Does it matter now if I spend `O(no_reqests^2)` time looking for the next connection to serve?

jws · on March 27, 2010

So, how long does it take to identify a verb on a 2.66GHz Core2 MacBook Pro…

  FOURCC                         4.9ns   // The parent comment code
  FOURCC-without-alignment-bug   6.1ns   // ... safely assemble the word
  NGINX                         10.3ns   // main ariticle's code
  STRCMP                        17.6ns   // most commen verbs first

The FOURCC codes as in the parent only work if you can assume you know the character after the verb to be a space or other known character because GET and PUT are too short. They also require disambiguating code for the 5+ letter verbs but these are all relatively rare (probably).

My strings are all 4 byte aligned, so the FOURCC case may be getting an unfair boost, it never generates an unaligned read which possibly is slower.

Test data is a set of jumbled GET,HEAD,POST,PUT lookups that I made up to meet my idea of a web server.

There are some worst cases hiding out there, for instance all PROPPATCH verbs…

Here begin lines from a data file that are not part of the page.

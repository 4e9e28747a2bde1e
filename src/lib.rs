#![doc = include_str!("../README.md")]

// Public modules (stable-ish surface)
pub mod classify;
pub mod diagnostics;
pub mod error;
pub mod image;
pub mod segments;

// Tool support: JSON configs for the binaries.
pub mod config;

// --- High-level re-exports -------------------------------------------------

// Main entry points: sweep + results.
pub use crate::error::TraceError;
pub use crate::segments::{make_segments, make_segments_with, SegmentOptions, SegmentResult};

// Diagnostics returned with every sweep.
pub use crate::diagnostics::{SegmentStats, TraceReport};

// --- Prelude ---------------------------------------------------------------

/// Small prelude for quick experiments.
///
/// ```no_run
/// use segment_tracer::prelude::*;
///
/// # fn main() {
/// let (w, h) = (640usize, 480usize);
/// let gray = vec![255u8; w * h];
/// let img = ImageU8::new(w, h, &gray);
///
/// let options = SegmentOptions::default();
/// let result = make_segments(&img, &ThresholdClassifier::default(), &options).unwrap();
/// println!("segments={} points={}", result.segments.len(), result.fill_points(&options).len());
/// # }
/// ```
pub mod prelude {
    pub use crate::classify::{PixelClassifier, Polarity, ThresholdClassifier};
    pub use crate::image::ImageU8;
    pub use crate::segments::{make_segments, Segment, SegmentOptions, SegmentResult};
}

  FOURCC                        14.7ns
  FOURCC-without-alignment-bug  17.7ns
  NGINX                         19.8ns
  STRCMP                        37.4ns

Feels like gcc sequentially tests case values. Make sure to put them in the order for common verbs to match first. The FOURCC codes get the most control here. NGINX is most consistent, probably from its two layered lookup nature.

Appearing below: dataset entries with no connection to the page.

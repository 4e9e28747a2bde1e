use log::{debug, info, trace};
use rayon::prelude::*;
use std::time::Instant;

use super::options::SegmentOptions;
use super::progress::SweepProgress;
use super::scene::SegmentScene;
use super::segment::{Anchor, Segment, SegmentId};
use super::window::{count_runs, left_owner, next_run, ColumnWindow, LeftOwner, Run};
use crate::classify::PixelClassifier;
use crate::diagnostics::SegmentStats;
use crate::error::TraceError;
use crate::image::ImageView;

/// Segments surviving one sweep plus the counters collected along the way.
#[derive(Clone, Debug)]
pub struct SegmentResult {
    /// Kept segments in creation order.
    pub segments: Vec<Segment>,
    pub stats: SegmentStats,
    /// True when the progress collaborator stopped the sweep early.
    pub cancelled: bool,
    pub width: usize,
    pub height: usize,
    pub elapsed_ms: f64,
}

impl SegmentResult {
    /// Resample every kept segment, concatenated in segment order.
    pub fn fill_points(&self, options: &SegmentOptions) -> Vec<[f32; 2]> {
        self.segments
            .par_iter()
            .flat_map_iter(|segment| segment.fill_points(options))
            .collect()
    }
}

/// Single left-to-right sweep turning classified pixels into segments.
///
/// The factory owns the sliding column buffers and the segment arena for the
/// duration of one [`run`](Self::run). Arena slots are indexed by
/// [`SegmentId`]; a pruned segment leaves an empty slot so ids stay stable.
pub struct SegmentFactory<'a, I: ?Sized, C: ?Sized> {
    image: &'a I,
    classifier: &'a C,
    options: &'a SegmentOptions,
    progress: &'a mut dyn SweepProgress,
    scene: &'a mut dyn SegmentScene,
    width: usize,
    height: usize,
    window: ColumnWindow,
    slots: Vec<Option<Segment>>,
    stats: SegmentStats,
}

impl<'a, I, C> SegmentFactory<'a, I, C>
where
    I: ImageView + ?Sized,
    C: PixelClassifier<I> + ?Sized,
{
    /// Validate inputs and allocate the column buffers.
    pub fn new(
        image: &'a I,
        classifier: &'a C,
        options: &'a SegmentOptions,
        progress: &'a mut dyn SweepProgress,
        scene: &'a mut dyn SegmentScene,
    ) -> Result<Self, TraceError> {
        let width = image.width();
        let height = image.height();
        if width == 0 || height == 0 {
            return Err(TraceError::EmptyImage { width, height });
        }
        options.validate()?;
        Ok(Self {
            image,
            classifier,
            options,
            progress,
            scene,
            width,
            height,
            window: ColumnWindow::new(height),
            slots: Vec::new(),
            stats: SegmentStats::default(),
        })
    }

    pub fn run(mut self) -> SegmentResult {
        let started = Instant::now();

        // The previous column starts out as the all-inactive image border.
        self.load_mask(Some(0), MaskSlot::Curr);
        self.load_mask(Some(1), MaskSlot::Next);

        let mut cancelled = false;
        for x in 0..self.width {
            self.progress.report_progress(x, self.width);
            if self.progress.is_cancelled() {
                debug!("SegmentFactory::make_segments cancelled at column={x}");
                cancelled = true;
                break;
            }

            self.match_runs_to_segments(x);
            self.stats.columns_scanned += 1;

            self.window.scroll();
            self.load_mask(Some(x + 2), MaskSlot::Next);
        }

        if !cancelled {
            if self.options.retire_at_right_edge {
                self.window.reset_current_owner();
                self.retire_segments(self.width);
            }
            self.progress.report_progress(self.width, self.width);
        }

        info!(
            "SegmentFactory::make_segments linesCreated={} linesTooShortSoRemoved={} linesFoldedTogether={}",
            self.stats.lines_created, self.stats.lines_too_short, self.stats.points_folded
        );

        SegmentResult {
            segments: self.slots.into_iter().flatten().collect(),
            stats: self.stats,
            cancelled,
            width: self.width,
            height: self.height,
            elapsed_ms: started.elapsed().as_secs_f64() * 1000.0,
        }
    }

    /// Classify column `x` into the given mask buffer; columns outside the
    /// image read as inactive.
    fn load_mask(&mut self, column: Option<usize>, slot: MaskSlot) {
        let column = column.filter(|&x| x < self.width);
        let (image, classifier) = (self.image, self.classifier);
        let mask = match slot {
            MaskSlot::Curr => self.window.curr_mask_mut(),
            MaskSlot::Next => self.window.next_mask_mut(),
        };
        match column {
            Some(x) => {
                for (y, active) in mask.iter_mut().enumerate() {
                    *active = classifier.is_active(image, x, y);
                }
            }
            None => mask.fill(false),
        }
    }

    fn match_runs_to_segments(&mut self, x: usize) {
        self.window.reset_current_owner();

        let mut cursor = 0;
        while let Some(run) = next_run(self.window.curr_mask(), &mut cursor) {
            self.finish_run(x, run);
        }

        self.retire_segments(x);
    }

    fn finish_run(&mut self, x: usize, run: Run) {
        let rows = run.adjacency(self.height);
        let runs_on_left = count_runs(&self.window.prev_mask()[rows.clone()]);
        let runs_on_right = count_runs(&self.window.next_mask()[rows.clone()]);
        trace!(
            "SegmentFactory::finish_run column={x} rows={}-{} runsOnLeft={runs_on_left} runsOnRight={runs_on_right}",
            run.start,
            run.stop
        );

        // A run touching several runs on either side sits on a branch or a
        // merge; only single-thread paths are traced.
        if runs_on_left > 1 || runs_on_right > 1 {
            self.stats.branch_runs += 1;
            return;
        }

        let owner = left_owner(&self.window.prev_owner()[rows]);
        if owner.count() != runs_on_left {
            self.stats.adjacency_mismatches += 1;
            trace!(
                "SegmentFactory::finish_run column={x} rows={}-{} runsOnLeft={runs_on_left} segmentsOnLeft={}",
                run.start,
                run.stop,
                owner.count()
            );
        }

        let y = run.midpoint();
        let id = match owner {
            LeftOwner::Unowned => self.start_segment(Anchor::new(x, y)),
            LeftOwner::Single(id) => {
                self.extend_segment(id, x, y);
                id
            }
            LeftOwner::Ambiguous(_) => {
                self.stats.branch_runs += 1;
                return;
            }
        };
        self.window.claim(run, id);
    }

    fn start_segment(&mut self, start: Anchor) -> SegmentId {
        let id = SegmentId(self.slots.len());
        self.scene.attach(id, start);
        self.slots.push(Some(Segment::new(id, start)));
        self.stats.segments_started += 1;
        id
    }

    fn extend_segment(&mut self, id: SegmentId, x: usize, y: usize) {
        // Pruned segments never own rows of a later column.
        if let Some(segment) = self.slots.get_mut(id.index()).and_then(Option::as_mut) {
            segment.append_column(x, y);
            self.stats.lines_created += 1;
        }
    }

    /// Finalize every segment of the previous column that did not continue
    /// into column `x`.
    fn retire_segments(&mut self, x: usize) {
        let mut last_seen = None;
        for y in 0..self.height {
            let Some(id) = self.window.prev_owner()[y] else {
                continue;
            };
            // A segment owns one contiguous run per column.
            if last_seen == Some(id) {
                continue;
            }
            last_seen = Some(id);
            self.retire(id, x);
        }
    }

    fn retire(&mut self, id: SegmentId, x: usize) {
        let threshold = self.options.prune_threshold();
        let Some(slot) = self.slots.get_mut(id.index()) else {
            return;
        };
        let Some(segment) = slot.as_mut() else {
            return;
        };
        if segment.last().x >= x {
            // Continued into column x.
            return;
        }

        if segment.length() < threshold {
            self.stats.lines_too_short += segment.line_count();
            self.stats.segments_pruned += 1;
            *slot = None;
            self.scene.detach(id);
        } else {
            segment.remove_unneeded_lines(
                self.options.fold_tolerance_px,
                &mut self.stats.points_folded,
            );
        }
    }
}

#[derive(Clone, Copy)]
enum MaskSlot {
    Curr,
    Next,
}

So there you have it: nginx's algorithm is significantly better then strcmp, and fairly independent of verb distribution. A FOURCC lookup is faster, even if made safe for all architectures. And finally, strcmp isn't that bad (freebsd anyway, the GNU libc is about half as fast as seen in further testing).

(I am left with a nagging desire to check a perfect hashing function though.)

Edit: gperf is about 50% slower than the nginx method. No need to go that direction for perfect hashing.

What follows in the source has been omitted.